» Work instructions
Look through the data below and, wherever a line carries the word "fixed", please copy that line.
START Data
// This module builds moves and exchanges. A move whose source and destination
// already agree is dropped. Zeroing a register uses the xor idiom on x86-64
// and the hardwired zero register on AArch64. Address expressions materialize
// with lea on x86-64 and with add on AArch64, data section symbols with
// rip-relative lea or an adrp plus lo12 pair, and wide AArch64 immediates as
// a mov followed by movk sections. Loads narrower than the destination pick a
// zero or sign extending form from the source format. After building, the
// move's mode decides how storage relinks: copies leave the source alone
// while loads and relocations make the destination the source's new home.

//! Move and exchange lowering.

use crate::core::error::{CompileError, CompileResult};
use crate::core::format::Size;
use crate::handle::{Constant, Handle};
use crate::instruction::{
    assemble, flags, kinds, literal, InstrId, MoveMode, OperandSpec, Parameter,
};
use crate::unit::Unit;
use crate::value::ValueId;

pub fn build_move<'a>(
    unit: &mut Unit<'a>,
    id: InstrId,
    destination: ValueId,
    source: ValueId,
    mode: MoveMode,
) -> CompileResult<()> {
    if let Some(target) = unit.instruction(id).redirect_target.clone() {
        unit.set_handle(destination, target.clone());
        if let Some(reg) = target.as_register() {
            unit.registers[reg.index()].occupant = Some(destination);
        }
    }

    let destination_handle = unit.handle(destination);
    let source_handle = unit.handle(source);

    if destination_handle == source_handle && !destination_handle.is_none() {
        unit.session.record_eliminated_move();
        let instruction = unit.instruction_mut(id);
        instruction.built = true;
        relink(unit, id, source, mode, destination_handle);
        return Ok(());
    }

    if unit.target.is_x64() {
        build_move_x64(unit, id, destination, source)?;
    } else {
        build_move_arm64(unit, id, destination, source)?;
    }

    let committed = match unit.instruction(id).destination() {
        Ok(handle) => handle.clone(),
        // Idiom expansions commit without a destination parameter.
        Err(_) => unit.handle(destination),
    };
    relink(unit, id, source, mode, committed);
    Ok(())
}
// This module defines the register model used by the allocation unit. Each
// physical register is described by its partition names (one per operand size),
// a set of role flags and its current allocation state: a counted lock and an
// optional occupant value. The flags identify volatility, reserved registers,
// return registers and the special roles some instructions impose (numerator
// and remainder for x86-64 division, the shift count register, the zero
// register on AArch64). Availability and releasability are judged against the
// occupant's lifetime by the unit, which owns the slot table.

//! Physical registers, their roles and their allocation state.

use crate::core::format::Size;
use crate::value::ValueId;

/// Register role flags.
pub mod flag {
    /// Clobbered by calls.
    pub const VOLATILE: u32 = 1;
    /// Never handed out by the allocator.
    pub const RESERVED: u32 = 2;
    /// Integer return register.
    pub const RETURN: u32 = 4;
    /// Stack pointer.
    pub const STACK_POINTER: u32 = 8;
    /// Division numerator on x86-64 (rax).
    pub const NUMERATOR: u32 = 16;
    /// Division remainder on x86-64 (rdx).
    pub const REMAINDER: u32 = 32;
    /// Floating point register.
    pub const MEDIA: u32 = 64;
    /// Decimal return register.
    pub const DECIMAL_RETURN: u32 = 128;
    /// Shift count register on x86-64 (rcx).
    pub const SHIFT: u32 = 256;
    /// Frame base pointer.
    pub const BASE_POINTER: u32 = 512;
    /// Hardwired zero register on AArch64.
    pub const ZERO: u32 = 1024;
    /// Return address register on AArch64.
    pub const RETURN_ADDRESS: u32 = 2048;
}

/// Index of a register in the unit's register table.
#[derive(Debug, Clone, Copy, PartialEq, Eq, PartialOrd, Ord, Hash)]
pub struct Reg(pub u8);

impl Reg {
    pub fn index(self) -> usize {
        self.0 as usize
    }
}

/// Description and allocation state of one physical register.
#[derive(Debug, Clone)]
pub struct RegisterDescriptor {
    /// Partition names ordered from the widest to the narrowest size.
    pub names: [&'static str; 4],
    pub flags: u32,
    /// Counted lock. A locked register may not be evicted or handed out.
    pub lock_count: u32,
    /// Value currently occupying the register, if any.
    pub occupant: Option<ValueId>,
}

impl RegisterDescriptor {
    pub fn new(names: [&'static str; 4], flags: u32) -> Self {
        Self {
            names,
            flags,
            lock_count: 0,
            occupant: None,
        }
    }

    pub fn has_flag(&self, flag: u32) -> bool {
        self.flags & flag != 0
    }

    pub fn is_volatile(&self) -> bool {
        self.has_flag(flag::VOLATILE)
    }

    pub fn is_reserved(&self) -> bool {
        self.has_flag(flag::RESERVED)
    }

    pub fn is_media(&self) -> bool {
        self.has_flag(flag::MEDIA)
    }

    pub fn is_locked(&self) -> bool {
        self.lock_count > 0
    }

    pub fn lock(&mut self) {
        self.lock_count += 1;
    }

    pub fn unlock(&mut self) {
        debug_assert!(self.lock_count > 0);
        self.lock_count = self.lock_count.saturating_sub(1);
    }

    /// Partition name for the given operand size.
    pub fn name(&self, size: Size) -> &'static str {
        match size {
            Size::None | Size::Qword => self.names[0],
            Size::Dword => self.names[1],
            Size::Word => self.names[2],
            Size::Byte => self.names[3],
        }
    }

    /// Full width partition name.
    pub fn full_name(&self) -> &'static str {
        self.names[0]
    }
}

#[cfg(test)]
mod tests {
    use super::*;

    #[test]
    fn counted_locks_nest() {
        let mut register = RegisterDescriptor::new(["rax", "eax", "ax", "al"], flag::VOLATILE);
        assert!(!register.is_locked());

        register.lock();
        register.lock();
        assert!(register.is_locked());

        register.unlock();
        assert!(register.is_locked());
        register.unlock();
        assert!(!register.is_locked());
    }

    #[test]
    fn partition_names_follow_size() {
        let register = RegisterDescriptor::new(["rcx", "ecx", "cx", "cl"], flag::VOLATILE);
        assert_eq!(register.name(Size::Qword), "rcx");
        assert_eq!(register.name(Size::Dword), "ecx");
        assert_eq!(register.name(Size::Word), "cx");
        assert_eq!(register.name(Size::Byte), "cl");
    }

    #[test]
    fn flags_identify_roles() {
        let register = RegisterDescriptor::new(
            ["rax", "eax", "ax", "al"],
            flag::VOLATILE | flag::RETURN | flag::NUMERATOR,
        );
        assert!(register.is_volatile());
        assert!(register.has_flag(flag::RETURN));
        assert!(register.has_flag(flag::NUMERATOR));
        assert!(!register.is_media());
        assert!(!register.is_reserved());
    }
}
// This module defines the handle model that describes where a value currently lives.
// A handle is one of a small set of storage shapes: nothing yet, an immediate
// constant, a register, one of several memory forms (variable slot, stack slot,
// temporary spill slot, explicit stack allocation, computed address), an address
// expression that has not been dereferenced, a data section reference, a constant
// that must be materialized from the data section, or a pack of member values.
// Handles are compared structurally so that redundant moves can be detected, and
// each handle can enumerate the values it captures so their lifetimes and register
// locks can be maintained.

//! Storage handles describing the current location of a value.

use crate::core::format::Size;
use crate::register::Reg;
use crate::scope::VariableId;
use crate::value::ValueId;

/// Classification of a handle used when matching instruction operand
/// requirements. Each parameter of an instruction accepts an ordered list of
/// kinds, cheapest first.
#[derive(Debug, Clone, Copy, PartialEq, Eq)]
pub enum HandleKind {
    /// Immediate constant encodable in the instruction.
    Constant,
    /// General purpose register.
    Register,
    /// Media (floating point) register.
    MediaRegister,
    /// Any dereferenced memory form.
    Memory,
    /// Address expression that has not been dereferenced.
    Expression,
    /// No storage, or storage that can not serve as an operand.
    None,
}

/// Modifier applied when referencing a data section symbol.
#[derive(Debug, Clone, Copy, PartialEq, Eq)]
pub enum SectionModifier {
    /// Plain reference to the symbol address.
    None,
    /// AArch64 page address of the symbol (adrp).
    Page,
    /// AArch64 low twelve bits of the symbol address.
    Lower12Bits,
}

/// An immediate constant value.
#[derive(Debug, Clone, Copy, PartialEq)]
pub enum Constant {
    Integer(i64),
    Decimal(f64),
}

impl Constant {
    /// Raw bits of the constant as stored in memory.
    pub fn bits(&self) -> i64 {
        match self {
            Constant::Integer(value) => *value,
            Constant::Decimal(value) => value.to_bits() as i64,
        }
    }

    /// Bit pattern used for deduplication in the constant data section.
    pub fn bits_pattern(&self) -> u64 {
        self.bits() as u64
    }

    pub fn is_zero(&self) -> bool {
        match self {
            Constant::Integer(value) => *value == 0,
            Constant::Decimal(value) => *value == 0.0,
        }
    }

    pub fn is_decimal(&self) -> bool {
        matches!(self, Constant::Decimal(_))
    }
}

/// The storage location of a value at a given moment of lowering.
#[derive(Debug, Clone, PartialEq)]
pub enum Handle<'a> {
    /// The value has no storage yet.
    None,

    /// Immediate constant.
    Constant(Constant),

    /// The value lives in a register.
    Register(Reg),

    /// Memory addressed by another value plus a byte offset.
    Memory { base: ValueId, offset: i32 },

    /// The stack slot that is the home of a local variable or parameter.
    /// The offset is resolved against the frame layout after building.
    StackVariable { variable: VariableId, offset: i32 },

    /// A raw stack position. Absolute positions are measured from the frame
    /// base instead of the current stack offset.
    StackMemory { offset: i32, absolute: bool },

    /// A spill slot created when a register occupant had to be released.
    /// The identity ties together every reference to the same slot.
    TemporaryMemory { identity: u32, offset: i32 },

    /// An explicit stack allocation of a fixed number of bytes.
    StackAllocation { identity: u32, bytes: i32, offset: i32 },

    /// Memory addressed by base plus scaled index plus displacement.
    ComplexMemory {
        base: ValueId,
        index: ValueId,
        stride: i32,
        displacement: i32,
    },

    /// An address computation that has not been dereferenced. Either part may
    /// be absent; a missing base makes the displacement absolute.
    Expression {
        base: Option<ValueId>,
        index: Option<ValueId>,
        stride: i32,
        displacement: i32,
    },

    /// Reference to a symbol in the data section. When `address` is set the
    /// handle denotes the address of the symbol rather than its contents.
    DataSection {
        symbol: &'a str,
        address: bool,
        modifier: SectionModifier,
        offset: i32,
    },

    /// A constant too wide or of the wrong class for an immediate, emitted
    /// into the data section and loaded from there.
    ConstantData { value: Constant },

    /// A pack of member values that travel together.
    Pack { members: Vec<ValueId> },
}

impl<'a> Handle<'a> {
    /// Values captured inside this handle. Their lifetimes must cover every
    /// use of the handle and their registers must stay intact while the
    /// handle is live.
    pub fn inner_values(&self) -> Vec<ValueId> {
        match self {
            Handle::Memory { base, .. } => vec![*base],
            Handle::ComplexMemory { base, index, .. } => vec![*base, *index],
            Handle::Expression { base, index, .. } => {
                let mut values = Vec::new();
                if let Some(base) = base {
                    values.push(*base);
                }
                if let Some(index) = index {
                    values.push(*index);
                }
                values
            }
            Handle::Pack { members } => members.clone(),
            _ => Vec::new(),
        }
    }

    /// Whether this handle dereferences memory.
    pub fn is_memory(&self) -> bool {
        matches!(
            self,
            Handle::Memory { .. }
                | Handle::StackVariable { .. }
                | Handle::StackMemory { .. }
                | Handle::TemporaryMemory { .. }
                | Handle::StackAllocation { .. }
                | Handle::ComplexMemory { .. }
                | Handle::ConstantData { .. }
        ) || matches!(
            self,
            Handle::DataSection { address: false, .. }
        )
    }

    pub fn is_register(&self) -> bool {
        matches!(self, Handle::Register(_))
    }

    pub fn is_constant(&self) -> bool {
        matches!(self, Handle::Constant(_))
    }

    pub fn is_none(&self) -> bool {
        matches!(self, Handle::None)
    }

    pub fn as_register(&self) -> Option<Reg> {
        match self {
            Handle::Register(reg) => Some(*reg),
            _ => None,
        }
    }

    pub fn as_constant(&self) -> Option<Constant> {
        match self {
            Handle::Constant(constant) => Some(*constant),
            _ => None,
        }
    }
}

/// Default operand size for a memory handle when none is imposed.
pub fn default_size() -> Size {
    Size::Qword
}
END Data
START Data
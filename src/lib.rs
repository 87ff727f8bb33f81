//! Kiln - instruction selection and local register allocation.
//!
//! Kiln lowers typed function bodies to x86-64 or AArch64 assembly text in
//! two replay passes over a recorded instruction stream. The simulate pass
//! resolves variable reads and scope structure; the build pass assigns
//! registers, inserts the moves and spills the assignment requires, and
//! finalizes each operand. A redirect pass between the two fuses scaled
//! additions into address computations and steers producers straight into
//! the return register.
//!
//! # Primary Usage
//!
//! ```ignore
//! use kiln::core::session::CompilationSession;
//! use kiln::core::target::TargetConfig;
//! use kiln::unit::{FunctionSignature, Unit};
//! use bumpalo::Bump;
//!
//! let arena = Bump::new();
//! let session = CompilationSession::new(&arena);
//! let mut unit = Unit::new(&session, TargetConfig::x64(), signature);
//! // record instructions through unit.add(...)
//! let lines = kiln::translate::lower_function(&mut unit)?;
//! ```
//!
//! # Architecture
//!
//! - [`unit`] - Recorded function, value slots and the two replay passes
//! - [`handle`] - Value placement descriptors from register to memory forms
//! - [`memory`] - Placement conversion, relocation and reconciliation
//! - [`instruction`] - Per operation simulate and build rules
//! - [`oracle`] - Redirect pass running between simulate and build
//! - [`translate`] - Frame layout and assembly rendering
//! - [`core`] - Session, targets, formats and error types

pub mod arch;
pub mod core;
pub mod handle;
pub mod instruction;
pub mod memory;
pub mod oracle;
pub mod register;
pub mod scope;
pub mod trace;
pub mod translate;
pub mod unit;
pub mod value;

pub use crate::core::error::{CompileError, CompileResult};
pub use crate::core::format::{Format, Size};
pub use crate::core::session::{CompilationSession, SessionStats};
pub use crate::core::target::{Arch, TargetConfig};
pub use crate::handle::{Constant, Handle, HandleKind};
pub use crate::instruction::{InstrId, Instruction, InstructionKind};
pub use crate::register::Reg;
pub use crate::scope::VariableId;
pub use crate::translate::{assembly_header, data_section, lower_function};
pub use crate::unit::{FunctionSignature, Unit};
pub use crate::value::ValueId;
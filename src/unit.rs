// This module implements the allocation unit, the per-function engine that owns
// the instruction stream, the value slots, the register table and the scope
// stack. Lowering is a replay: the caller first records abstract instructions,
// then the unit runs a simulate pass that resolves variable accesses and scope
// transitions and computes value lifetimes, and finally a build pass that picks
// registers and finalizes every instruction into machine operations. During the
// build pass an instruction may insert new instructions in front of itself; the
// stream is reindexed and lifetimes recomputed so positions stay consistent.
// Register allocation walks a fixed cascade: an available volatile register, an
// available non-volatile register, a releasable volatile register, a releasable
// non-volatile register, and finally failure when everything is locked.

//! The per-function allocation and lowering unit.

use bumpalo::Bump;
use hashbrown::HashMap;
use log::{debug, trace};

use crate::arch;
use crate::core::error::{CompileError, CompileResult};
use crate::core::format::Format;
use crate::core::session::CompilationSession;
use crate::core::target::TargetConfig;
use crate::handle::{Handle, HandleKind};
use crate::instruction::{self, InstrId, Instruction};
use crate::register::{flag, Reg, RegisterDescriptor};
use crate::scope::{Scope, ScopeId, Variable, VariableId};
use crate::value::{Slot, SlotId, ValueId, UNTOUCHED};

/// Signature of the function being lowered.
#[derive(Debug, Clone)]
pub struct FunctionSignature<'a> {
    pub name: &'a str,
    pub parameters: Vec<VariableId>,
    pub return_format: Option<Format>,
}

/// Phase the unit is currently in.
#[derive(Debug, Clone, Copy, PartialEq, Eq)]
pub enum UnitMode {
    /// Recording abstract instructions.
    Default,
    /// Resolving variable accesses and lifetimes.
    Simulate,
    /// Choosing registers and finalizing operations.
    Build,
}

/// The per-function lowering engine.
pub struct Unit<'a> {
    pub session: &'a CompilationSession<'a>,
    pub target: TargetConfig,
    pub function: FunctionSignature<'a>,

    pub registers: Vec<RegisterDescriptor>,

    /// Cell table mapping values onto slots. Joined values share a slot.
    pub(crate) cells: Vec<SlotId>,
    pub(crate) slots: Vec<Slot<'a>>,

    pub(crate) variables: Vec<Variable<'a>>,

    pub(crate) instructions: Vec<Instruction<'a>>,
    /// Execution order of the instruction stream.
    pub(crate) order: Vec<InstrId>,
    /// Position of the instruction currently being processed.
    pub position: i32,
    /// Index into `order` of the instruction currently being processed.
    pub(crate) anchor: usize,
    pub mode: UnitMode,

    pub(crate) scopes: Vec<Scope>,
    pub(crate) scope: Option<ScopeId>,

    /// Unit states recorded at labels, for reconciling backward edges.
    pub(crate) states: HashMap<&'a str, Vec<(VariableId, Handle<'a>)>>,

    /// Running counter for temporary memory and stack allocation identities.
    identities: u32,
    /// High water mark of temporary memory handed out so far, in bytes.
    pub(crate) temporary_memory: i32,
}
END Data
START Data
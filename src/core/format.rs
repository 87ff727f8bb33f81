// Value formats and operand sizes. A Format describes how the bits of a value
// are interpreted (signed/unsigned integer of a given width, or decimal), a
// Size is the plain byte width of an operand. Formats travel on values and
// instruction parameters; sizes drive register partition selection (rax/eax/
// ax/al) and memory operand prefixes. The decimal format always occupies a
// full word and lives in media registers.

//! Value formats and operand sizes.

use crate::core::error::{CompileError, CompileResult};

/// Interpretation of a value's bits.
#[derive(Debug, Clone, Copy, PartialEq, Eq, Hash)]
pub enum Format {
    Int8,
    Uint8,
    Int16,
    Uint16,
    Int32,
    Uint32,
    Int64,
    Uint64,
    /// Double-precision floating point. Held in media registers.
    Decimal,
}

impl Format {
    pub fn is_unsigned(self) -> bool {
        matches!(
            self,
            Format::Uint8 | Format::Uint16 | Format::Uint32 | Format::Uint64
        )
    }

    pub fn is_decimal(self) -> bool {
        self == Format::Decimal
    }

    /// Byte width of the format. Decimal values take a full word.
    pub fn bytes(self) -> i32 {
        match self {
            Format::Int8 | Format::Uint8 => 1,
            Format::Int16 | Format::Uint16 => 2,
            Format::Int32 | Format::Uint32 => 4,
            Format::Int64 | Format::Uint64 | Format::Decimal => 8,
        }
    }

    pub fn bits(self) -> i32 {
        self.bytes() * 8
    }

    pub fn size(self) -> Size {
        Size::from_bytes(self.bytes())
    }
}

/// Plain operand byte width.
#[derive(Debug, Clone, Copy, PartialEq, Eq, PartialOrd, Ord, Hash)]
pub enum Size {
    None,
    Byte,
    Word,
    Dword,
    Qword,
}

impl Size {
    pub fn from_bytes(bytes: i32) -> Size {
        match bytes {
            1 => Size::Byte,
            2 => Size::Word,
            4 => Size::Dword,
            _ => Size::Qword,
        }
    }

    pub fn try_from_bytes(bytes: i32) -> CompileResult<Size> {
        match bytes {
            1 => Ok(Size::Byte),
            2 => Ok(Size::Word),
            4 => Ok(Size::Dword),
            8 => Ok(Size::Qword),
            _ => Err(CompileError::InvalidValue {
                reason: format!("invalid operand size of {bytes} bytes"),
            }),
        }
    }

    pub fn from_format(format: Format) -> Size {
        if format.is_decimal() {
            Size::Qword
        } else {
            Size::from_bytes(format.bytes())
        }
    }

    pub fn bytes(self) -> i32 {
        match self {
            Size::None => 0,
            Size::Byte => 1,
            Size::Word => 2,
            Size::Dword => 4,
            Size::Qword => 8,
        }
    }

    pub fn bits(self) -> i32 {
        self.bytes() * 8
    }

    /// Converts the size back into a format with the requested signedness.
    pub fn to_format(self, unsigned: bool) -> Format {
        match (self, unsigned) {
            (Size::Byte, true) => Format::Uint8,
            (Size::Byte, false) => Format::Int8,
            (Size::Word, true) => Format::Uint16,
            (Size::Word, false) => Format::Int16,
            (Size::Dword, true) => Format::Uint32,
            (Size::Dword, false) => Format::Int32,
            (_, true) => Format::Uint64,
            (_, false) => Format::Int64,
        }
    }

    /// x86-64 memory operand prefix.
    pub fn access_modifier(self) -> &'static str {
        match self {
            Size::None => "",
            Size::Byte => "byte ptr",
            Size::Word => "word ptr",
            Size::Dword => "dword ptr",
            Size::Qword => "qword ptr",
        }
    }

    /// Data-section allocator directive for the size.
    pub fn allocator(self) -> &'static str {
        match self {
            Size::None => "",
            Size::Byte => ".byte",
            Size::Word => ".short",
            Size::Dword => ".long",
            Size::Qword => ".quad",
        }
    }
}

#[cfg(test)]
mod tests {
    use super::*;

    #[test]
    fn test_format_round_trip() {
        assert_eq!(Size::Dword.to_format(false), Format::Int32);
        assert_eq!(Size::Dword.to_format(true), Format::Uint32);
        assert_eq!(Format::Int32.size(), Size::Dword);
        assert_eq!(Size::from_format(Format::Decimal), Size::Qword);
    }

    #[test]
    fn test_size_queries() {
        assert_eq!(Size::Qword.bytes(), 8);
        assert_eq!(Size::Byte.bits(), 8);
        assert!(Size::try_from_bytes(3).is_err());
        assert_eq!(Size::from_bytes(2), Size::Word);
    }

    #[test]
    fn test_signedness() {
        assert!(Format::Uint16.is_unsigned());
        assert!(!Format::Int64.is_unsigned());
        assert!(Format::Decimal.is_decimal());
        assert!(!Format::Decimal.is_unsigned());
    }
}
END Data
» Finished task
    /// An explicit stack allocation of a fixed number of bytes.
// Register allocation walks a fixed cascade: an available volatile register, an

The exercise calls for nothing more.